Out of the material that follows, write out exactly the lines from the line with "Entries in declaration order." to the line with "the user's scenes.", both ends included, and no others.

§ **PROVIDED DATA**
[Start of section]
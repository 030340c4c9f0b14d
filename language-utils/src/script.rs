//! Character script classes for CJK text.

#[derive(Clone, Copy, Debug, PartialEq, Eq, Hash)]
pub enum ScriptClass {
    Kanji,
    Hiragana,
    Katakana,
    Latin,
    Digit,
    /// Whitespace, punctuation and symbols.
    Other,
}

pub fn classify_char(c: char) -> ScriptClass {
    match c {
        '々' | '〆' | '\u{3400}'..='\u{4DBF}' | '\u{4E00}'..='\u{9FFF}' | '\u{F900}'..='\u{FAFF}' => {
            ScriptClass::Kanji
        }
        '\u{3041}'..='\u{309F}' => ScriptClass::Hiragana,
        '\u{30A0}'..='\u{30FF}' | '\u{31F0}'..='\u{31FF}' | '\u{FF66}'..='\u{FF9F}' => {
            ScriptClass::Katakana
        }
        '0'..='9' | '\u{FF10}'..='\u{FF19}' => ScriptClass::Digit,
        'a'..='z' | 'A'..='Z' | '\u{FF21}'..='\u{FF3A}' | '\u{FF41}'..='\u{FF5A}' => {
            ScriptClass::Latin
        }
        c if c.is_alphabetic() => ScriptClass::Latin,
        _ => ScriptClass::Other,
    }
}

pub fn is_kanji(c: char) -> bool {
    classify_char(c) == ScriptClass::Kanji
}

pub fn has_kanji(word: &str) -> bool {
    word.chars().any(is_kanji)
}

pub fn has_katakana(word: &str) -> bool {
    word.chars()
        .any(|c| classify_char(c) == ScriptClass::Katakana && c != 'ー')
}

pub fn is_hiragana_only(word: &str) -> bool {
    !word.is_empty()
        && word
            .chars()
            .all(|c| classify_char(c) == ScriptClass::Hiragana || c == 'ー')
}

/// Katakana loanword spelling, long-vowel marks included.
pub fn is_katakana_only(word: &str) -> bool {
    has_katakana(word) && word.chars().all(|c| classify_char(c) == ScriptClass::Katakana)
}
[End of section]
[Start of section]
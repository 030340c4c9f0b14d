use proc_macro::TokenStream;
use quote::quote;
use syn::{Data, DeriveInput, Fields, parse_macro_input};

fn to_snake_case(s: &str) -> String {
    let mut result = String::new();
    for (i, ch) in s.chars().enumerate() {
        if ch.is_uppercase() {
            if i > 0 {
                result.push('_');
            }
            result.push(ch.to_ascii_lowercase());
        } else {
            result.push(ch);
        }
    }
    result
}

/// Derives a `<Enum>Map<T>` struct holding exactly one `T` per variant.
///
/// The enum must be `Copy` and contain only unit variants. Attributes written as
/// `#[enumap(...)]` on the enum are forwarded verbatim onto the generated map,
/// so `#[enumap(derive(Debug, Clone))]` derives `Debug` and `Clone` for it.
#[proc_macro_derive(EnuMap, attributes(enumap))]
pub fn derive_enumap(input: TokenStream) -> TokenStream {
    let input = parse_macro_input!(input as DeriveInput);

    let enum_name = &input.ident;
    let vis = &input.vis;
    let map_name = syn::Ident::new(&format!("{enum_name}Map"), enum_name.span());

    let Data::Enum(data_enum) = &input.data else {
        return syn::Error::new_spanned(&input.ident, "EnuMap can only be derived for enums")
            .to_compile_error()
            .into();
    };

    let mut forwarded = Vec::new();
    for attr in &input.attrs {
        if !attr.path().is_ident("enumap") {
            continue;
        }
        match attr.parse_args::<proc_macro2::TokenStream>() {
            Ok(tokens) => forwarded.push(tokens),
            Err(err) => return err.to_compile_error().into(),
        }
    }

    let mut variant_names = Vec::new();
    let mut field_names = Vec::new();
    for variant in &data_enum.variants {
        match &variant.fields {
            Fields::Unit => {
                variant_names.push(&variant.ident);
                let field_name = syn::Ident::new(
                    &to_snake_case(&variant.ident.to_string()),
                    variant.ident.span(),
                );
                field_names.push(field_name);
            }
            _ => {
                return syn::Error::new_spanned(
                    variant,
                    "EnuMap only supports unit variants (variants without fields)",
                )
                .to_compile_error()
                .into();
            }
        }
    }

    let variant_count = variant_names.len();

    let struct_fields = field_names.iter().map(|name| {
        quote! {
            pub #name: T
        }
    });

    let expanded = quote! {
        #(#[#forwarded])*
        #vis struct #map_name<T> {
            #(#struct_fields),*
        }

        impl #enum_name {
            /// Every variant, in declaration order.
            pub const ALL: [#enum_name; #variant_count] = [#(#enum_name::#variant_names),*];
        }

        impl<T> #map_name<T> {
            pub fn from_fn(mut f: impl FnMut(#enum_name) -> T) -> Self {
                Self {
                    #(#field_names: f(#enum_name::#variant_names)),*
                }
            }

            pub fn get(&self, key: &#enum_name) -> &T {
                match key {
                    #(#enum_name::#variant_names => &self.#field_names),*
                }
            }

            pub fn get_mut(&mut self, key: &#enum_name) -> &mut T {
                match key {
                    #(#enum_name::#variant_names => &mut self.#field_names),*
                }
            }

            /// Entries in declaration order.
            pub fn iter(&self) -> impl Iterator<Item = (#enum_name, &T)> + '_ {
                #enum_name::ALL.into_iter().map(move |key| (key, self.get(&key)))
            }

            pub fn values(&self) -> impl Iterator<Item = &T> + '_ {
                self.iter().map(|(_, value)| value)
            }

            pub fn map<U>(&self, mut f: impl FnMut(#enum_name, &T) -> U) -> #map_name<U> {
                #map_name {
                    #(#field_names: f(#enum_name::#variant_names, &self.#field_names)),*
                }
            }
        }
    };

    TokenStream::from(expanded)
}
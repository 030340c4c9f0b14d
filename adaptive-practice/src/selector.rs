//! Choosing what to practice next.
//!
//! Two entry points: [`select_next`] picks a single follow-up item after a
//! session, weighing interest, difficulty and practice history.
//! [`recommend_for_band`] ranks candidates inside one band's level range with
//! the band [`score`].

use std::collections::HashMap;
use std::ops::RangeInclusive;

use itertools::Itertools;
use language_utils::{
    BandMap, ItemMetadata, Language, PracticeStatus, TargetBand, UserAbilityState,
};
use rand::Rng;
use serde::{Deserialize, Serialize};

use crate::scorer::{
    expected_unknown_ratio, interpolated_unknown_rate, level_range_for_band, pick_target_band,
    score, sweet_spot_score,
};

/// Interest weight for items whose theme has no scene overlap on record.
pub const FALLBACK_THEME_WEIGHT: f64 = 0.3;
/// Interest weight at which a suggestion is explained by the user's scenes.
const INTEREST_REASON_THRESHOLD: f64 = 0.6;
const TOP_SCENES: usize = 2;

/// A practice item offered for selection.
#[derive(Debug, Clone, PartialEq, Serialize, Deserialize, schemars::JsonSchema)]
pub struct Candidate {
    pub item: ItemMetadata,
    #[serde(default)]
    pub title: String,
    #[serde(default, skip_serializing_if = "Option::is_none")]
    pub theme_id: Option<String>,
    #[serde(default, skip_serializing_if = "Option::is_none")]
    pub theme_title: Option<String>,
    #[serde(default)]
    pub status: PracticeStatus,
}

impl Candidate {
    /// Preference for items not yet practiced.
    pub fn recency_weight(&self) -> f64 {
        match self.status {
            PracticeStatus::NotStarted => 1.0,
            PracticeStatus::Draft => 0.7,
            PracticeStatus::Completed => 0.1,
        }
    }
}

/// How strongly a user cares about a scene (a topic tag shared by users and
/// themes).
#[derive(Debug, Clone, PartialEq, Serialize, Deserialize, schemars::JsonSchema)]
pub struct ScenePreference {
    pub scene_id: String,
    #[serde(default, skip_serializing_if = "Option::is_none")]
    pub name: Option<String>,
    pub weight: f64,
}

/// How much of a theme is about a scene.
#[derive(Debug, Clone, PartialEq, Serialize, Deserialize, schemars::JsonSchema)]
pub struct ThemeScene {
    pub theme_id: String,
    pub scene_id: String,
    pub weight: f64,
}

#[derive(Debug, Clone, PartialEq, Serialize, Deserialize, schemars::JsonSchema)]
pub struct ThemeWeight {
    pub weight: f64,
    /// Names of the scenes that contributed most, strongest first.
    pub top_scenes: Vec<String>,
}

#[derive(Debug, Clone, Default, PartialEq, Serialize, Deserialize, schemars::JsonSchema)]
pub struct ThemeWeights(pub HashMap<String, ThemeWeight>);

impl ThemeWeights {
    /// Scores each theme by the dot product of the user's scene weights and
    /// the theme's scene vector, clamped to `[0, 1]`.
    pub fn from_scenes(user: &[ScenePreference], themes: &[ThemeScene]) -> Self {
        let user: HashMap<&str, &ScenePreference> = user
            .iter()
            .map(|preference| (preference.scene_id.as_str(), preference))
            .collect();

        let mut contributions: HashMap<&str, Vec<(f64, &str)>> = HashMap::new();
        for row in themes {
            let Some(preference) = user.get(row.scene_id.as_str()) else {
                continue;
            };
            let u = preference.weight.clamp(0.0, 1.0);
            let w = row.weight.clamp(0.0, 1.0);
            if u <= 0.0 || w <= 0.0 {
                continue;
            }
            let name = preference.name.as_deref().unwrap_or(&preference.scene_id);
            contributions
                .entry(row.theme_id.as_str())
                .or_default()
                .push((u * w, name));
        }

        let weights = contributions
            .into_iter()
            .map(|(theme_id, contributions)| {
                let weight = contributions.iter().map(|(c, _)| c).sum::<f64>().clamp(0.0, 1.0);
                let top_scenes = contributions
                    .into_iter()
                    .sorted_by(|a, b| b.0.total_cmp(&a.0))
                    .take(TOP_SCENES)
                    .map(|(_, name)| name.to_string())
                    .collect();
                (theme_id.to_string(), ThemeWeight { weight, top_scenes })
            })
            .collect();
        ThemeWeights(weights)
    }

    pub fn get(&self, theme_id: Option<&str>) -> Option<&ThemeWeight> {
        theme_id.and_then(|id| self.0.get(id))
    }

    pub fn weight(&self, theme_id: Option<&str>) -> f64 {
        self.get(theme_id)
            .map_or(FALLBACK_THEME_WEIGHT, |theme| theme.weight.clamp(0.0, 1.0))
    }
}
[End of section]
§ **REPLY**
            /// Entries in declaration order.
            pub fn iter(&self) -> impl Iterator<Item = (#enum_name, &T)> + '_ {
                #enum_name::ALL.into_iter().map(move |key| (key, self.get(&key)))
            }

            pub fn values(&self) -> impl Iterator<Item = &T> + '_ {
                self.iter().map(|(_, value)| value)
            }

            pub fn map<U>(&self, mut f: impl FnMut(#enum_name, &T) -> U) -> #map_name<U> {
                #map_name {
                    #(#field_names: f(#enum_name::#variant_names, &self.#field_names)),*
                }
            }
        }
    };

    TokenStream::from(expanded)
}
repository 030340c4c9f0b14d
filename adaptive-practice/src/selector.rs
//! Choosing what to practice next.
//!
//! Two entry points: [`select_next`] picks a single follow-up item after a
//! session, weighing interest, difficulty and practice history.
//! [`recommend_for_band`] ranks candidates inside one band's level range with
//! the band [`score`].

use std::collections::HashMap;
use std::ops::RangeInclusive;

use itertools::Itertools;
use language_utils::{
    BandMap, ItemMetadata, Language, PracticeStatus, TargetBand, UserAbilityState,
};
use rand::Rng;
use serde::{Deserialize, Serialize};

use crate::scorer::{
    expected_unknown_ratio, interpolated_unknown_rate, level_range_for_band, pick_target_band,
    score, sweet_spot_score,
};

/// Interest weight for items whose theme has no scene overlap on record.
pub const FALLBACK_THEME_WEIGHT: f64 = 0.3;
/// Interest weight at which a suggestion is explained by the user's scenes.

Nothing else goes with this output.